Life was good. I settled into a beautiful life, looking after our new addition and growing more and more in love with her as the days went on. Our little family grew close. At nine days, she was baptised, with my good friends Audrey and Jose as her Godparents. Audrey, now a catholic was over the moon to be asked, it was like we were family. They moved to Tenerife a few years later, to start a business. Although I was happy for them, I was also sad, especially as we couldn’t afford to go see them. We kept up contact by Christmas cards and the odd letter, but It would be  thirty two years before we’d see  them again, when in in 2016  Peter and I had week’s all-inclusive holiday in a hotel near where they live. We went for coffee had meals together and it was like the years just melted away. We definitely won’t leave it another thirty-two years.

When she was just eight weeks, I took Katie on retreat with me to Wickenden Manor, an Opus Dei house in Sussex. Helena took me down and had her four month old daughter, Mary Anne, with her. Three days of peace, praying, time to think, to work out with the Lord what this chapter of my life was going to be. Although we were in silence in the house, Helena and I found time to wander the grounds with the babies and chat.

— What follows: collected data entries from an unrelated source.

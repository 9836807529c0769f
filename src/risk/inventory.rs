//! Inventory tracking per venue and symbol.
//!
//! Positions change only in response to confirmed fills.

use rust_decimal::Decimal;
use serde::Serialize;
use std::collections::HashMap;

use crate::core::{Side, Symbol};

/// Signed position in a single (venue, symbol).
#[derive(Debug, Clone, Default, PartialEq, Serialize)]
pub struct InventoryPosition {
    /// Net quantity (positive = long, negative = short).
    pub quantity: Decimal,
    /// Volume-weighted average entry price.
    pub average_cost: Decimal,
    /// Realized PnL from closed quantity, before fees.
    pub realized_pnl: Decimal,
    /// Total fees paid.
    pub fees: Decimal,
    /// Latest mark used for unrealized PnL.
    pub last_mark: Option<Decimal>,
}

impl InventoryPosition {
    pub fn is_flat(&self) -> bool {
        self.quantity.is_zero()
    }

    pub fn unrealized_pnl(&self) -> Decimal {
        match self.last_mark {
            Some(mark) if !self.is_flat() => (mark - self.average_cost) * self.quantity,
            _ => Decimal::ZERO,
        }
    }

    pub fn notional(&self, price: Decimal) -> Decimal {
        self.quantity.abs() * price
    }

    /// Apply a fill; returns the PnL realized by this fill (before fees).
    pub fn apply_fill(&mut self, side: Side, quantity: Decimal, price: Decimal, fee: Decimal) -> Decimal {
        if quantity.is_zero() {
            return Decimal::ZERO;
        }

        self.fees += fee;
        let delta = side.sign() * quantity;
        let old = self.quantity;
        let new = old + delta;
        let mut realized = Decimal::ZERO;

        if old.is_zero() {
            self.average_cost = price;
        } else if old.is_sign_positive() == delta.is_sign_positive() {
            // Adding to the position
            let total = old.abs() + quantity;
            self.average_cost = (old.abs() * self.average_cost + quantity * price) / total;
        } else {
            // Reducing or reversing
            let closed = quantity.min(old.abs());
            realized = if old.is_sign_positive() {
                (price - self.average_cost) * closed
            } else {
                (self.average_cost - price) * closed
            };
            self.realized_pnl += realized;

            if !new.is_zero() && new.is_sign_positive() != old.is_sign_positive() {
                self.average_cost = price;
            }
        }

        self.quantity = new;
        if self.is_flat() {
            self.average_cost = Decimal::ZERO;
        }
        realized
    }
}

#[derive(Debug, Clone, PartialEq, Eq, Hash)]
struct InventoryKey {
    venue: String,
    symbol: Symbol,
}

/// All positions owned by one strategy instance.
#[derive(Debug, Default, Clone)]
pub struct Inventory {
    positions: HashMap<InventoryKey, InventoryPosition>,
}

impl Inventory {
    pub fn new() -> Self {
        Self::default()
    }

    fn key(venue: &str, symbol: &Symbol) -> InventoryKey {
        InventoryKey {
            venue: venue.to_string(),
            symbol: symbol.clone(),
        }
    }

    pub fn position(&self, venue: &str, symbol: &Symbol) -> Option<&InventoryPosition> {
        self.positions.get(&Self::key(venue, symbol))
    }

    /// Signed quantity, zero when unknown.
    pub fn quantity(&self, venue: &str, symbol: &Symbol) -> Decimal {
        self.position(venue, symbol)
            .map(|p| p.quantity)
            .unwrap_or(Decimal::ZERO)
    }

    pub fn apply_fill(
        &mut self,
        venue: &str,
        symbol: &Symbol,
        side: Side,
        quantity: Decimal,
        price: Decimal,
        fee: Decimal,
    ) -> Decimal {
        self.positions
            .entry(Self::key(venue, symbol))
            .or_default()
            .apply_fill(side, quantity, price, fee)
    }

    pub fn mark(&mut self, venue: &str, symbol: &Symbol, mid: Decimal) {
        if let Some(position) = self.positions.get_mut(&Self::key(venue, symbol)) {
            position.last_mark = Some(mid);
        }
    }

    pub fn realized_pnl(&self) -> Decimal {
        self.positions.values().map(|p| p.realized_pnl).sum()
    }

    pub fn unrealized_pnl(&self) -> Decimal {
        self.positions.values().map(|p| p.unrealized_pnl()).sum()
    }

    pub fn fees(&self) -> Decimal {
        self.positions.values().map(|p| p.fees).sum()
    }

    pub fn is_flat(&self) -> bool {
        self.positions.values().all(InventoryPosition::is_flat)
    }
}

#[cfg(test)]
mod tests {
    use super::*;
    use rust_decimal_macros::dec;

    #[test]
    fn test_open_add_and_close_long() {
        let mut pos = InventoryPosition::default();
        pos.apply_fill(Side::Buy, dec!(1), dec!(100), dec!(0.1));
        pos.apply_fill(Side::Buy, dec!(1), dec!(110), dec!(0.1));
        assert_eq!(pos.average_cost, dec!(105));

        let realized = pos.apply_fill(Side::Sell, dec!(2), dec!(120), dec!(0.1));
        assert_eq!(realized, dec!(30));
        assert!(pos.is_flat());
        assert_eq!(pos.average_cost, Decimal::ZERO);
        assert_eq!(pos.fees, dec!(0.3));
    }

    #[test]
    fn test_reversal_resets_average_cost() {
        let mut pos = InventoryPosition::default();
        pos.apply_fill(Side::Sell, dec!(2), dec!(50), Decimal::ZERO);
        let realized = pos.apply_fill(Side::Buy, dec!(3), dec!(40), Decimal::ZERO);
        assert_eq!(realized, dec!(20));
        assert_eq!(pos.quantity, dec!(1));
        assert_eq!(pos.average_cost, dec!(40));
    }

    #[test]
    fn test_unrealized_uses_latest_mark() {
        let mut inv = Inventory::new();
        let sym = Symbol::new("BTCUSDT");
        inv.apply_fill("spot", &sym, Side::Buy, dec!(2), dec!(100), Decimal::ZERO);
        inv.mark("spot", &sym, dec!(103));
        assert_eq!(inv.unrealized_pnl(), dec!(6));
        assert_eq!(inv.quantity("spot", &sym), dec!(2));
        assert_eq!(inv.quantity("perp", &sym), Decimal::ZERO);
    }
}
//! Base state machine - state tables, drive loop, result emission
//!
//! Each strategy declares its states as an enum implementing
//! [`StrategyState`] and its behaviour as a [`StrategyMachine`]. The drive
//! loop dispatches on the current state until a terminal state is reached:
//!
//! ```text
//! loop {
//!     cancelled?         -> Cancelled
//!     handle(state)      -> Err => Error
//!     yield
//!     deadline passed?   -> Error
//! }
//! ```

pub mod context;
pub mod result;

use async_trait::async_trait;
use std::fmt::Debug;
use std::hash::Hash;
use tracing::{error, info, warn};

use crate::core::{Error, Result};

pub use context::{CancelHandle, ContextSettings, StrategyContext};
pub use result::{
    ArbitrageMetrics, Escalation, ExitReason, HedgeMetrics, MarketMakingMetrics, MetricExtension,
    SpreadDirection, SpreadMetrics, StrategyMetrics, StrategyOutcome, StrategyResult,
    UnwindOutcome, UnwindPolicy,
};

/// A strategy's finite state set and its transition table.
pub trait StrategyState: Copy + Eq + Hash + Debug + Send + Sync + 'static {
    const INITIAL: Self;
    const COMPLETED: Self;
    const ERROR: Self;
    const CANCELLED: Self;

    fn name(self) -> &'static str;

    /// Declared successors. Error and Cancelled are reachable from every
    /// non-terminal state without being listed.
    fn successors(self) -> &'static [Self];

    fn all() -> &'static [Self];

    fn is_terminal(self) -> bool {
        self == Self::COMPLETED || self == Self::ERROR || self == Self::CANCELLED
    }

    fn can_transition_to(self, next: Self) -> bool {
        if self.is_terminal() {
            return false;
        }
        next == Self::ERROR || next == Self::CANCELLED || self.successors().contains(&next)
    }
}

#[async_trait]
pub trait StrategyMachine: Send {
    type State: StrategyState;

    fn context(&self) -> &StrategyContext<Self::State>;

    fn context_mut(&mut self) -> &mut StrategyContext<Self::State>;

    /// Run the handler for `state`. Handlers move the machine on with
    /// `context_mut().transition_to(..)`.
    async fn handle(&mut self, state: Self::State) -> Result<()>;

    /// Figures reported in the final result.
    fn outcome(&self) -> StrategyOutcome;

    /// Cleanup once a terminal state is reached (resting orders etc).
    async fn on_terminal(&mut self) {}

    /// One drive-loop iteration. Returns whether the machine is still live.
    async fn step(&mut self) -> Result<bool> {
        if self.context().result_emitted() {
            return Err(Error::AlreadyFinished);
        }
        if self.context().is_terminal() {
            return Ok(false);
        }

        if self.context().cancel_handle().is_cancelled() {
            warn!(strategy_id = %self.context().strategy_id(), "🛑 cancel requested");
            self.context_mut()
                .force(Self::State::CANCELLED, "cancel requested");
            return Ok(false);
        }

        let state = self.context().state();
        self.context_mut().begin_handler();
        if let Err(err) = self.handle(state).await {
            if err.requires_escalation() {
                error!(strategy_id = %self.context().strategy_id(), "🚨 ESCALATION: {}", err);
            } else {
                warn!(strategy_id = %self.context().strategy_id(), "handler {} failed: {}", state.name(), err);
            }
            let ctx = self.context_mut();
            ctx.record_error(&err);
            ctx.force(Self::State::ERROR, "handler error");
        }

        tokio::task::yield_now().await;

        let ctx = self.context_mut();
        if !ctx.is_terminal() && ctx.is_timeout() {
            let err = Error::Timeout(format!(
                "{} exceeded {}ms in {}",
                ctx.strategy_id(),
                ctx.max_execution_time().as_millis(),
                ctx.state().name()
            ));
            warn!(strategy_id = %ctx.strategy_id(), "⏰ {}", err);
            ctx.record_error(&err);
            ctx.force(Self::State::ERROR, "execution deadline exceeded");
        }

        Ok(!self.context().is_terminal())
    }

    /// Drive to a terminal state and emit the result. A second call returns
    /// [`Error::AlreadyFinished`].
    async fn run_cycle(&mut self) -> Result<StrategyResult> {
        if self.context().result_emitted() {
            return Err(Error::AlreadyFinished);
        }
        info!(
            strategy_id = %self.context().strategy_id(),
            "▶️ {} starting in {}",
            self.context().strategy_type(),
            self.context().state().name()
        );

        while self.step().await? {}

        self.on_terminal().await;
        let result = self.build_result();
        self.context_mut().mark_result_emitted();

        if result.success {
            info!(
                strategy_id = %result.strategy_id,
                "✅ {} completed: net pnl {} in {}ms",
                result.strategy_type,
                result.net_pnl(),
                result.execution_time_ms
            );
        } else {
            warn!(
                strategy_id = %result.strategy_id,
                "❌ {} ended in {}: {}",
                result.strategy_type,
                result.final_state,
                result.error.as_deref().unwrap_or("-")
            );
        }
        Ok(result)
    }

    fn build_result(&self) -> StrategyResult {
        let ctx = self.context();
        let outcome = self.outcome();
        StrategyResult {
            strategy_id: ctx.strategy_id().to_string(),
            strategy_type: ctx.strategy_type().to_string(),
            success: ctx.state() == Self::State::COMPLETED && outcome.escalation.is_none(),
            final_state: ctx.state().name().to_string(),
            realized_pnl: outcome.realized_pnl,
            unrealized_pnl: outcome.unrealized_pnl,
            fees: outcome.fees,
            orders_executed: outcome.orders_executed,
            state_transitions: ctx.transition_count(),
            execution_time_ms: ctx.execution_time().as_millis() as u64,
            error: ctx.last_error().map(str::to_string),
            error_severity: ctx.last_severity(),
            escalation: outcome.escalation,
            metrics: outcome.metrics,
            extension: outcome.extension,
            performance: ctx.recorder().summary(),
        }
    }
}

/// Object-safe handle an orchestrator drives without knowing the state type.
#[async_trait]
pub trait StrategyRunner: Send {
    fn strategy_id(&self) -> &str;
    fn strategy_type(&self) -> &'static str;
    fn state_name(&self) -> &'static str;
    fn cancel_handle(&self) -> CancelHandle;
    async fn run(&mut self) -> Result<StrategyResult>;
}

#[async_trait]
impl<M: StrategyMachine> StrategyRunner for M {
    fn strategy_id(&self) -> &str {
        self.context().strategy_id()
    }

    fn strategy_type(&self) -> &'static str {
        self.context().strategy_type()
    }

    fn state_name(&self) -> &'static str {
        self.context().state().name()
    }

    fn cancel_handle(&self) -> CancelHandle {
        self.context().cancel_handle()
    }

    async fn run(&mut self) -> Result<StrategyResult> {
        self.run_cycle().await
    }
}

/// Every state reachable from `S::INITIAL` through the declared table.
pub fn reachable_states<S: StrategyState>() -> Vec<S> {
    let mut seen = vec![S::INITIAL];
    let mut frontier = vec![S::INITIAL];
    while let Some(state) = frontier.pop() {
        if state.is_terminal() {
            continue;
        }
        let implicit = [S::ERROR, S::CANCELLED];
        for &next in state.successors().iter().chain(implicit.iter()) {
            if !seen.contains(&next) {
                seen.push(next);
                frontier.push(next);
            }
        }
    }
    seen
}

#[cfg(test)]
mod tests {
    use super::*;
    use rust_decimal::Decimal;
    use std::time::Duration;

    #[derive(Debug, Clone, Copy, PartialEq, Eq, Hash)]
    enum Toy {
        Start,
        Work,
        Completed,
        Error,
        Cancelled,
    }

    impl StrategyState for Toy {
        const INITIAL: Self = Toy::Start;
        const COMPLETED: Self = Toy::Completed;
        const ERROR: Self = Toy::Error;
        const CANCELLED: Self = Toy::Cancelled;

        fn name(self) -> &'static str {
            match self {
                Toy::Start => "Start",
                Toy::Work => "Work",
                Toy::Completed => "Completed",
                Toy::Error => "Error",
                Toy::Cancelled => "Cancelled",
            }
        }

        fn successors(self) -> &'static [Self] {
            match self {
                Toy::Start => &[Toy::Work],
                Toy::Work => &[Toy::Work, Toy::Completed],
                _ => &[],
            }
        }

        fn all() -> &'static [Self] {
            &[Toy::Start, Toy::Work, Toy::Completed, Toy::Error, Toy::Cancelled]
        }
    }

    enum Behaviour {
        Finish,
        Stall(Duration),
        Fail,
        Illegal,
        Loop,
    }

    struct ToyMachine {
        ctx: StrategyContext<Toy>,
        behaviour: Behaviour,
    }

    impl ToyMachine {
        fn new(behaviour: Behaviour, max_ms: u64) -> Self {
            Self {
                ctx: StrategyContext::new(
                    "toy",
                    ContextSettings {
                        strategy_id: "toy-1".into(),
                        max_execution_time: Duration::from_millis(max_ms),
                        max_error_count: 2,
                        transition_sla: Duration::from_millis(1),
                    },
                ),
                behaviour,
            }
        }
    }

    #[async_trait]
    impl StrategyMachine for ToyMachine {
        type State = Toy;

        fn context(&self) -> &StrategyContext<Toy> {
            &self.ctx
        }

        fn context_mut(&mut self) -> &mut StrategyContext<Toy> {
            &mut self.ctx
        }

        async fn handle(&mut self, state: Toy) -> Result<()> {
            match (state, &self.behaviour) {
                (Toy::Start, Behaviour::Illegal) => self.ctx.transition_to(Toy::Completed, "skip"),
                (Toy::Start, _) => self.ctx.transition_to(Toy::Work, "go"),
                (Toy::Work, Behaviour::Finish) => self.ctx.transition_to(Toy::Completed, "done"),
                (Toy::Work, Behaviour::Stall(d)) => {
                    tokio::time::sleep(*d).await;
                    self.ctx.transition_to(Toy::Completed, "done late")
                }
                (Toy::Work, Behaviour::Fail) => Err(Error::Strategy("boom".into())),
                (Toy::Work, Behaviour::Loop) => {
                    tokio::time::sleep(Duration::from_millis(5)).await;
                    Ok(())
                }
                _ => Ok(()),
            }
        }

        fn outcome(&self) -> StrategyOutcome {
            StrategyOutcome {
                realized_pnl: Decimal::ZERO,
                unrealized_pnl: Decimal::ZERO,
                fees: Decimal::ZERO,
                orders_executed: 0,
                metrics: StrategyMetrics::Arbitrage(ArbitrageMetrics::default()),
                extension: None,
                escalation: None,
            }
        }
    }

    #[test]
    fn test_terminal_states_have_no_exits() {
        assert!(!Toy::Completed.can_transition_to(Toy::Error));
        assert!(Toy::Start.can_transition_to(Toy::Cancelled));
        assert!(!Toy::Start.can_transition_to(Toy::Completed));
        assert_eq!(reachable_states::<Toy>().len(), Toy::all().len());
    }

    #[tokio::test]
    async fn test_happy_path_emits_result_once() {
        let mut m = ToyMachine::new(Behaviour::Finish, 1_000);
        let result = m.run_cycle().await.unwrap();
        assert!(result.success);
        assert_eq!(result.final_state, "Completed");
        assert_eq!(result.state_transitions, 2);
        assert_eq!(m.ctx.history(), &[Toy::Start, Toy::Work, Toy::Completed]);

        assert!(matches!(m.run_cycle().await, Err(Error::AlreadyFinished)));
    }

    #[tokio::test]
    async fn test_stall_past_deadline_ends_in_error() {
        let mut m = ToyMachine::new(Behaviour::Stall(Duration::from_millis(60)), 30);
        let result = m.run_cycle().await.unwrap();
        assert!(!result.success);
        assert_eq!(result.final_state, "Error");
        assert!(!m.ctx.history().contains(&Toy::Completed));
        assert!(result.error.unwrap().contains("timed out"));
    }

    #[tokio::test]
    async fn test_looping_handler_is_stopped_by_deadline() {
        let mut m = ToyMachine::new(Behaviour::Loop, 40);
        let result = m.run_cycle().await.unwrap();
        assert_eq!(result.final_state, "Error");
        assert!(result.execution_time_ms >= 40);
    }

    #[tokio::test]
    async fn test_handler_error_forces_error_state() {
        let mut m = ToyMachine::new(Behaviour::Fail, 1_000);
        let result = m.run_cycle().await.unwrap();
        assert_eq!(result.final_state, "Error");
        assert_eq!(result.error.as_deref(), Some("strategy error: boom"));
        assert_eq!(m.ctx.error_count(), 1);
    }

    #[tokio::test]
    async fn test_undeclared_transition_is_rejected() {
        let mut m = ToyMachine::new(Behaviour::Illegal, 1_000);
        let result = m.run_cycle().await.unwrap();
        assert_eq!(result.final_state, "Error");
        assert!(result.error.unwrap().contains("invalid transition Start -> Completed"));
    }

    #[tokio::test]
    async fn test_cancel_handle_stops_machine() {
        let mut m = ToyMachine::new(Behaviour::Loop, 5_000);
        let handle = m.cancel_handle();
        assert!(m.step().await.unwrap());
        handle.cancel();
        assert!(!m.step().await.unwrap());
        assert_eq!(m.ctx.state(), Toy::Cancelled);
    }

    #[test]
    fn test_tolerate_respects_error_budget() {
        let mut m = ToyMachine::new(Behaviour::Finish, 1_000);
        assert!(m.ctx.tolerate(Error::MarketData("stale".into())).is_ok());
        assert!(m.ctx.tolerate(Error::MarketData("stale".into())).is_ok());
        assert!(m.ctx.tolerate(Error::MarketData("stale".into())).is_err());
        assert!(m.ctx.tolerate(Error::Strategy("fatal".into())).is_err());
    }
}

And sometimes I would keep her awake late in the evening with my enthusiasm to hear more about what it meant to live my vocation.

Life with our new baby was not only a great joy, but also so much easier than I expected. The feeding went well and I fed her anywhere, discretely, of course.  In fact, I had a better social life than ever before, visiting friends, going to prayer groups and church meetings. Nobody minded baby coming, quite the opposite, it was always a conversation starter.

-------------

“I need you to come home,” I never phoned him at work. Any problem or disaster could usually wait till he got home.

“What’s up, what’s the matter?” I could hear the machines in the background and the office door being shut. “That’s better, I can hear you now. What are you saying?”

I told him I was bleeding, that my tummy hurt, but not like when you have a period, that I nearly passed out.
By the time he got home I was in tears in the bathroom.

I’d thought I might be pregnant but as I hadn’t had any bleeding in the ten months since Katherine was born, I didn’t mention it.

“I’m sorry love, I was worried, I suppose it could be just the first period after so long, but it doesn’t feel right.” I knew in my heart it wasn’t.

“What do you want me to do?” he stood on the landing, looking at me.

“I’m not sure. Make a cup of tea for now.” I stayed put. He went downstairs.

“Love, can you come up,” I shouted out. He came bounding up the stairs.

 We both stared, both  peered  into the toilet bowl, both not knowing what to say, both linked hands trying to take it in. The fetus was not even the size of the palm of my hand, maybe seven or eight weeks, no more.
 Now, even thirty seven years later I find it hard to think of it, still a wound within me.

 There was only one other time I had a miscarriage. That was ten years later in 1993, in Studland Close. Our neighbour, Molly, helped me that time. There were eight children by then.  I lost a lot of blood, had to go into hospital for a D and C and a blood transfusion. Again, it was early, about twelve weeks. I don’t recall much, I was too ill, but like the first one it’s remained with me and when I tell people I have nine children inside my head I add, actually it’s eleven.